Estate of Alsup, 181 Wash.App. 856 has facts that may be very close to your case.

Chris Constantine
Of Counsel, Inc., P.S.
P. O. Box 7125
Tacoma, WA 98417-0125
(253) 752-7850


From: wsbapt-bounces at lists.wsbarppt.com<mailto:wsbapt-bounces at lists.wsbarppt.com> [mailto:wsbapt-bounces at lists.wsbarppt.com] On Behalf Of Jami Pannell
Sent: Monday, May 04, 2015 5:34 PM
To: WSBA Estate Planning Discussion Group
Subject: [WSBAPT] Amending a Will While Under Guardianship

Colleagues:

[This question is posed by my practice partner.] We consulted with a potential client who initially had a guardianship established over him while he convalesced from a head injury. He eventually recovered from his injuries and went back to living life almost as independently as before his injury.  He had the court appointed guardian removed and wanted to keep his guardianship for major financial decisions, so he had his stepdaughter appointed.  Now he is interested in updating a will he made prior to the initial guardianship, as well as executing a transfer on death deed. The resulting changes would be consistent with his original estate plan and our opinion is that he has the capacity to make these changes and understands them fully.  I believe this would be in compliance with RPC 1.14.
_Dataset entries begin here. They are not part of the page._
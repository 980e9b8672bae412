use std::io;
use std::path::PathBuf;

use thiserror::Error;

pub type PipelineResult<T, E = PipelineError> = Result<T, E>;

/// Exit code for a malformed command line.
pub const USAGE_EXIT_CODE: u8 = 1;
/// Exit code for every failure after argument parsing.
pub const FAILURE_EXIT_CODE: u8 = 2;

#[derive(Debug, Error)]
pub enum PipelineError {
    #[error("usage: {0}")]
    Usage(String),

    #[error("missing column `{column}` ({context})")]
    Schema { column: String, context: String },

    #[error("row {row}, column `{column}`: cannot parse {value:?} as {expected}")]
    Parse {
        row: usize,
        column: String,
        value: String,
        expected: &'static str,
    },

    #[error("configuration error: {0}")]
    Config(String),

    #[error("I/O error on {path:?}: {source}")]
    Io {
        path: PathBuf,
        #[source]
        source: io::Error,
    },

    #[error("CSV error on {path:?}: {source}")]
    Csv {
        path: PathBuf,
        #[source]
        source: csv::Error,
    },
}

impl PipelineError {
    pub fn io(path: impl Into<PathBuf>, source: io::Error) -> Self {
        Self::Io {
            path: path.into(),
            source,
        }
    }

    pub fn csv(path: impl Into<PathBuf>, source: csv::Error) -> Self {
        Self::Csv {
            path: path.into(),
            source,
        }
    }

    /// Process exit code for this failure.
    pub fn exit_code(&self) -> u8 {
        match self {
            PipelineError::Usage(_) => USAGE_EXIT_CODE,
            _ => FAILURE_EXIT_CODE,
        }
    }
}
The order appointing the original guardian specifically revoked his right to make or amend a will, and the new order appointing his stepdaughter is silent on the issue.  His stepdaughter is also his heir, which may complicate matters.  Can anyone point to legal support for us drafting a valid codicil and deed in spite of what the original guardianship order states?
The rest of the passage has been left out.